Eine inzwischen mehrjährige Realsatire ist der Eiertanz der Politik um das EuGH-Urteil zu Rx-Boni. Von 2016. Keine Antwort auf den Kollaps der Preisbindung. Stattdessen werden die Apotheker immer noch mit dem Heilsversprechen eines Rx-Versandverbots vertröstet. Zumindest die Regierung bekennt in der Sache eindeutig Farbe: Das Kabinett hat in seiner Gegenäußerung dem entsprechenden Ansinnen des Bundesrats eine klare Abfuhr erteilt.

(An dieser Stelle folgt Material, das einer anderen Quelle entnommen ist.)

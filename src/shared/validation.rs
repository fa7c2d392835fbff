//! Custom field validators used by request DTOs

use rust_decimal::Decimal;
use validator::ValidationError;

/// Catalog prices are bounded to 0.01..=999.99
pub fn validate_price(price: &Decimal) -> Result<(), ValidationError> {
    let min = Decimal::new(1, 2);
    let max = Decimal::new(99999, 2);
    if *price < min || *price > max {
        let mut err = ValidationError::new("price_range");
        err.message = Some("Price must be between 0.01 and 999.99".into());
        return Err(err);
    }
    Ok(())
}

/// `#RRGGBB`
pub fn validate_hex_code(code: &str) -> Result<(), ValidationError> {
    let valid = code.len() == 7
        && code.starts_with('#')
        && code[1..].chars().all(|c| c.is_ascii_hexdigit());
    if !valid {
        let mut err = ValidationError::new("hex_code");
        err.message = Some("Hex code must look like #RRGGBB".into());
        return Err(err);
    }
    Ok(())
}

#[cfg(test)]
mod tests {
    use super::*;

    #[test]
    fn price_bounds_are_inclusive() {
        assert!(validate_price(&Decimal::new(1, 2)).is_ok());
        assert!(validate_price(&Decimal::new(99999, 2)).is_ok());
        assert!(validate_price(&Decimal::ZERO).is_err());
        assert!(validate_price(&Decimal::from(1000)).is_err());
    }

    #[test]
    fn hex_code_format() {
        assert!(validate_hex_code("#A1b2C3").is_ok());
        assert!(validate_hex_code("A1B2C3").is_err());
        assert!(validate_hex_code("#GGGGGG").is_err());
        assert!(validate_hex_code("#FFF").is_err());
    }
}
//! Booking notifications: outbox writes and the relay that drains them

pub mod outbox;
pub mod relay;

pub use relay::{relay_pending, NotificationRelay, RelayReport};
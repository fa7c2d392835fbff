use std::collections::HashSet;

use rand::seq::SliceRandom;
use rand::Rng;
use sea_orm::{ColumnTrait, DatabaseConnection, EntityTrait, QueryFilter, QueryOrder};
use tracing::debug;

use super::store::SharedModelStore;
use crate::application::catalog::product_views;
use crate::domain::catalog::ProductResponse;
use crate::infrastructure::database::entities::{order, order_item, product};
use crate::shared::{DomainError, DomainResult};

/// Boost for a candidate sharing a manufacturer or category with past purchases
const PREFERENCE_BOOST: f64 = 0.3;

#[derive(Debug, Default)]
struct PurchaseHistory {
    purchased: HashSet<i32>,
    manufacturers: HashSet<i32>,
    categories: HashSet<i32>,
}

impl PurchaseHistory {
    fn heuristic_score(&self, p: &product::Model) -> u32 {
        let mut score = 0;
        if self.manufacturers.contains(&p.manufacturer_id) {
            score += 2;
        }
        if self.categories.contains(&p.category_id) {
            score += 2;
        }
        score
    }

    fn boost(&self, p: &product::Model) -> f64 {
        let mut boost = 0.0;
        if self.manufacturers.contains(&p.manufacturer_id) {
            boost += PREFERENCE_BOOST;
        }
        if self.categories.contains(&p.category_id) {
            boost += PREFERENCE_BOOST;
        }
        boost
    }
}

/// Picks `count` products by preference score with a random tie-break
fn rank_heuristic<R: Rng>(
    history: &PurchaseHistory,
    active: Vec<product::Model>,
    count: usize,
    rng: &mut R,
) -> Vec<product::Model> {
    if history.purchased.is_empty() {
        let mut shuffled = active;
        shuffled.shuffle(rng);
        shuffled.truncate(count);
        return shuffled;
    }

    let unseen: Vec<product::Model> = active
        .iter()
        .filter(|p| !history.purchased.contains(&p.id))
        .cloned()
        .collect();
    let preferred: Vec<product::Model> = unseen
        .iter()
        .filter(|p| history.heuristic_score(p) > 0)
        .cloned()
        .collect();
    // Preferred unseen, then any unseen, then everything active
    let candidates = if !preferred.is_empty() {
        preferred
    } else if !unseen.is_empty() {
        unseen
    } else {
        active
    };

    let mut ranked: Vec<(u32, u64, product::Model)> = candidates
        .into_iter()
        .map(|p| (history.heuristic_score(&p), rng.gen(), p))
        .collect();
    ranked.sort_by(|a, b| b.0.cmp(&a.0).then(a.1.cmp(&b.1)));
    ranked.into_iter().take(count).map(|(_, _, p)| p).collect()
}

/// Hybrid product recommender: model scores when a model is published,
/// preference heuristic otherwise.
pub struct RecommendationService {
    db: DatabaseConnection,
    store: SharedModelStore,
    top_n: usize,
}

impl RecommendationService {
    pub fn new(db: DatabaseConnection, store: SharedModelStore, top_n: usize) -> Self {
        Self { db, store, top_n }
    }

    async fn history(&self, user_id: i32) -> DomainResult<PurchaseHistory> {
        let order_ids: Vec<i32> = order::Entity::find()
            .filter(order::Column::UserId.eq(user_id))
            .filter(order::Column::IsActive.eq(true))
            .all(&self.db)
            .await?
            .into_iter()
            .map(|o| o.id)
            .collect();
        if order_ids.is_empty() {
            return Ok(PurchaseHistory::default());
        }

        let purchased: HashSet<i32> = order_item::Entity::find()
            .filter(order_item::Column::OrderId.is_in(order_ids))
            .all(&self.db)
            .await?
            .into_iter()
            .map(|i| i.product_id)
            .collect();

        let bought = product::Entity::find()
            .filter(product::Column::Id.is_in(purchased.iter().copied().collect::<Vec<_>>()))
            .all(&self.db)
            .await?;

        Ok(PurchaseHistory {
            manufacturers: bought.iter().map(|p| p.manufacturer_id).collect(),
            categories: bought.iter().map(|p| p.category_id).collect(),
            purchased,
        })
    }

    async fn active_products(&self) -> DomainResult<Vec<product::Model>> {
        Ok(product::Entity::find()
            .filter(product::Column::IsActive.eq(true))
            .order_by_asc(product::Column::Id)
            .all(&self.db)
            .await?)
    }

    /// Up to `top_n` products for the user
    pub async fn recommend(&self, user_id: i32) -> DomainResult<Vec<ProductResponse>> {
        let Some(model) = self.store.current() else {
            debug!(user_id, "No recommender model, using heuristic");
            return self.recommend_heuristic(user_id, self.top_n).await;
        };

        let history = self.history(user_id).await?;
        let active = self.active_products().await?;

        let unseen: Vec<product::Model> = active
            .iter()
            .filter(|p| !history.purchased.contains(&p.id))
            .cloned()
            .collect();
        let candidates = if unseen.is_empty() { active } else { unseen };
        if candidates.is_empty() {
            return self.recommend_heuristic(user_id, self.top_n).await;
        }

        let mut scored: Vec<(f64, product::Model)> = candidates
            .into_iter()
            .map(|p| (model.score(user_id, p.id) + history.boost(&p), p))
            .collect();
        scored.sort_by(|a, b| b.0.total_cmp(&a.0));
        let chosen: Vec<product::Model> = scored
            .into_iter()
            .take(self.top_n)
            .map(|(_, p)| p)
            .collect();

        product_views(&self.db, chosen).await
    }

    /// Preference-based picks used before a model exists.
    /// Fails only when there are no active products at all.
    pub async fn recommend_heuristic(&self, user_id: i32, count: usize) -> DomainResult<Vec<ProductResponse>> {
        let history = self.history(user_id).await?;
        let active = self.active_products().await?;
        if active.is_empty() {
            return Err(DomainError::DomainRule(
                "No products available for recommendation.".to_string(),
            ));
        }

        let chosen = rank_heuristic(&history, active, count, &mut rand::thread_rng());
        product_views(&self.db, chosen).await
    }
}
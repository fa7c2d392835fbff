//! Reference resolution shared by appointment responses and notifications

use std::collections::HashMap;

use sea_orm::ConnectionTrait;

use crate::application::crud::load_map;
use crate::domain::booking::AppointmentResponse;
use crate::domain::events::AppointmentNotification;
use crate::infrastructure::database::entities::{
    appointment, dying, facial_hair, hairstyle, status, user,
};
use crate::shared::DomainResult;

/// Rows referenced by a batch of appointments, loaded one query per table
pub(crate) struct AppointmentRefs {
    users: HashMap<i32, user::Model>,
    statuses: HashMap<i32, status::Model>,
    hairstyles: HashMap<i32, hairstyle::Model>,
    facial_hairs: HashMap<i32, facial_hair::Model>,
    dyings: HashMap<i32, dying::Model>,
}

impl AppointmentRefs {
    pub(crate) async fn load<C: ConnectionTrait>(
        db: &C,
        appointments: &[appointment::Model],
    ) -> DomainResult<Self> {
        let users = load_map::<user::Entity, _>(
            db,
            user::Column::Id,
            appointments
                .iter()
                .flat_map(|a| [a.user_id, a.hairdresser_id])
                .collect(),
            |u| u.id,
        )
        .await?;
        let statuses = load_map::<status::Entity, _>(
            db,
            status::Column::Id,
            appointments.iter().map(|a| a.status_id).collect(),
            |s| s.id,
        )
        .await?;
        let hairstyles = load_map::<hairstyle::Entity, _>(
            db,
            hairstyle::Column::Id,
            appointments.iter().filter_map(|a| a.hairstyle_id).collect(),
            |h| h.id,
        )
        .await?;
        let facial_hairs = load_map::<facial_hair::Entity, _>(
            db,
            facial_hair::Column::Id,
            appointments.iter().filter_map(|a| a.facial_hair_id).collect(),
            |f| f.id,
        )
        .await?;
        let dyings = load_map::<dying::Entity, _>(
            db,
            dying::Column::Id,
            appointments.iter().filter_map(|a| a.dying_id).collect(),
            |d| d.id,
        )
        .await?;

        Ok(Self {
            users,
            statuses,
            hairstyles,
            facial_hairs,
            dyings,
        })
    }

    fn full_name(&self, user_id: i32) -> String {
        self.users
            .get(&user_id)
            .map(user::Model::full_name)
            .unwrap_or_default()
    }

    fn status_name(&self, status_id: i32) -> String {
        self.statuses
            .get(&status_id)
            .map(|s| s.name.clone())
            .unwrap_or_default()
    }

    pub(crate) fn view(&self, a: appointment::Model) -> AppointmentResponse {
        let hairstyle = a.hairstyle_id.and_then(|id| self.hairstyles.get(&id));
        let facial_hair = a.facial_hair_id.and_then(|id| self.facial_hairs.get(&id));
        let dying = a.dying_id.and_then(|id| self.dyings.get(&id));

        AppointmentResponse {
            id: a.id,
            final_price: a.final_price,
            appointment_date: a.appointment_date,
            created_at: a.created_at,
            is_active: a.is_active,
            user_id: a.user_id,
            user_name: self.full_name(a.user_id),
            hairdresser_id: a.hairdresser_id,
            hairdresser_name: self.full_name(a.hairdresser_id),
            status_id: a.status_id,
            status_name: self.status_name(a.status_id),
            hairstyle_id: a.hairstyle_id,
            hairstyle_name: hairstyle.map(|h| h.name.clone()),
            hairstyle_price: hairstyle.map(|h| h.price),
            hairstyle_image: hairstyle.and_then(|h| h.image.clone()),
            facial_hair_id: a.facial_hair_id,
            facial_hair_name: facial_hair.map(|f| f.name.clone()),
            facial_hair_price: facial_hair.map(|f| f.price),
            facial_hair_image: facial_hair.and_then(|f| f.image.clone()),
            dying_id: a.dying_id,
            dying_name: dying.map(|d| d.name.clone()),
            dying_hex_code: dying.and_then(|d| d.hex_code.clone()),
        }
    }

    /// `None` when the hairdresser has no email to notify
    pub(crate) fn notification(&self, a: &appointment::Model) -> Option<AppointmentNotification> {
        let hairdresser = self
            .users
            .get(&a.hairdresser_id)
            .filter(|h| !h.email.trim().is_empty())?;
        let client = self.users.get(&a.user_id);
        let hairstyle = a.hairstyle_id.and_then(|id| self.hairstyles.get(&id));
        let facial_hair = a.facial_hair_id.and_then(|id| self.facial_hairs.get(&id));
        let dying = a.dying_id.and_then(|id| self.dyings.get(&id));

        Some(AppointmentNotification {
            appointment_id: a.id,
            hairdresser_email: hairdresser.email.clone(),
            hairdresser_name: hairdresser.full_name(),
            user_full_name: self.full_name(a.user_id),
            user_email: client.map(|c| c.email.clone()).unwrap_or_default(),
            user_phone_number: client.and_then(|c| c.phone_number.clone()),
            appointment_date: a.appointment_date,
            final_price: a.final_price,
            status_name: self.status_name(a.status_id),
            hairstyle_name: hairstyle.map(|h| h.name.clone()),
            hairstyle_price: hairstyle.map(|h| h.price),
            facial_hair_name: facial_hair.map(|f| f.name.clone()),
            facial_hair_price: facial_hair.map(|f| f.price),
            dying_name: dying.map(|d| d.name.clone()),
            dying_hex_code: dying.and_then(|d| d.hex_code.clone()),
        })
    }
}

/// Denormalised responses for a batch of appointments
pub async fn appointment_views<C: ConnectionTrait>(
    db: &C,
    appointments: Vec<appointment::Model>,
) -> DomainResult<Vec<AppointmentResponse>> {
    let refs = AppointmentRefs::load(db, &appointments).await?;
    Ok(appointments.into_iter().map(|a| refs.view(a)).collect())
}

Nein, in dieser Legislaturperiode wird es kein RxVV geben, denn weder der Minister spielt mit, noch ließe sich die SPD-Fraktion davon überzeugen.

Zum Alternativplan eines Rx-Boni-Verbots hat sich die EU-Kommission auch nach neun Treffen mit Vertretern des Bundesgesundheitsministeriums noch nicht erklärt. In einer anderen Frage hat Brüssel dagegen sehr schnell entschieden: Gegen die Megafusion von Gehe und Alliance Healthcare Deutschland (AHD) gibt es keinerlei Bedenken. Ohne Auflagen durchgewinkt. Die Überprüfung seitens des deutschen Bundeskartellamts ist damit reine Formsache.

Ebenso klar ist die EU-Kommission bei natürlich hergestellten CBD-Produkten. Die sollen nämlich unisono als Betäubungsmittel eingestuft werden, alle Anträge von Herstellern gemäß der Novel-Food-Verordnung wurden gestoppt. Wenn es dabei bleibt, könnte das das Ende für den Großteil des seit Jahren wachsenden Marktes für CBD-Öle, CBD-Nahrungsergänzungsmittel und CBD-Lebensmittel bedeuten.

Schnelle Entscheidungen können auch im Apothekenalltag sehr nützlich sein. Wenn zum Beispiel das Wasser knöchelhoch in der Offizin steht und in der Tiefgarage die Autos treiben. Dann gewinnt, wer vorbereitet ist und weiß, was er zu tun hat. Unbedingt dieses Video mit dem Versicherungsexperten Michael Jeinsen anschauen (oder anhören). Trockenes Thema, witziger Typ!

Wichtiges Thema, trockener Typ: Die Abda hat ihre Halbjahresbilanz veröffentlicht: Die Zahl der Apotheken ist weiter gesunken: 168 Standorte weniger. Dabei dürfte für viele gelten, was diese Inhaberin über ihre Apotheke sagt, die sie nicht einmal verschenkt bekommt: „Wenn meine Apotheke schließt, wird das hier eine große Lücke reißen.“ Und als Folge der Corona-Pandemie rechnen sogar immer mehr Inhaber damit, Personal abbauen zu müssen. Zumindest für den Worst Case baut der Gesetzgeber offenbar vor: Das Insolvenzrecht soll so entschärft werden, dass eine Restschuldbefreiung im Schnellverfahren möglich wird. Apotheker müssten dann im Sanierungsfall wenigstens nicht auch noch mit ihrem Privatvermögen haften.

Zum Schluss noch Statistik: Zehn Pharmahersteller vereinen 41 Prozent des Umsatzes hierzulande auf sich. Wer die Aufsteiger und Verlierer sind, hat das Marktforschungsunternehmen Iqvia zusammengestellt. Wissen Sie, wer der Aufsteiger des Jahres ist? Viel Spaß beim Raten und: Schönes Wochenende!